EXERCISE OBJECTIVE - Look through the entries that follow and return each line that has the string "Result".

DATA FOR THE TASK -

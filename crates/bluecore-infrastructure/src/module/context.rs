use super::{Module, ModuleList};
use crate::handler::Handler;
use bluecore_domain::error::{Error, Result};
use bluecore_domain::value_objects::ModuleKey;
use std::collections::HashMap;
use std::sync::Arc;

/// View of the registry handed to a module while it starts
///
/// Dependency access is gated twice: the type must be in the module's
/// declared list, and it must already be `Started`.
pub struct ModuleContext<'a> {
    module: ModuleKey,
    declared: &'a ModuleList,
    running: &'a HashMap<ModuleKey, Arc<dyn Module>>,
    handler: &'a Handler,
}

impl<'a> ModuleContext<'a> {
    /// Context over an explicit set of running modules
    ///
    /// The registry builds one per `start`; building one by hand starts a
    /// module outside a registry.
    pub fn new(
        module: ModuleKey,
        declared: &'a ModuleList,
        running: &'a HashMap<ModuleKey, Arc<dyn Module>>,
        handler: &'a Handler,
    ) -> Self {
        Self {
            module,
            declared,
            running,
            handler,
        }
    }

    /// Running instance of declared dependency `T`
    pub fn dependency<T: Module>(&self) -> Result<Arc<T>> {
        let key = ModuleKey::of::<T>();
        if !self.declared.contains(&key) {
            return Err(Error::UndeclaredDependency {
                module: self.module.name(),
                dependency: key.name(),
            });
        }
        let instance = self
            .running
            .get(&key)
            .ok_or_else(|| Error::DependencyNotStarted {
                module: self.module.name(),
                dependency: key.name(),
            })?;
        Arc::clone(instance)
            .downcast_arc::<T>()
            .map_err(|_| Error::internal(format!("Module {key} is registered under another type")))
    }

    /// The starting module's own handler
    pub fn handler(&self) -> Handler {
        self.handler.clone()
    }

    /// Key of the starting module
    pub fn module(&self) -> ModuleKey {
        self.module
    }

    /// Dependencies the starting module declared
    pub fn declared(&self) -> &ModuleList {
        self.declared
    }
}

THE ANSWER -
use bluecore_domain::error::{Error, Result};
    pub fn dependency<T: Module>(&self) -> Result<Arc<T>> {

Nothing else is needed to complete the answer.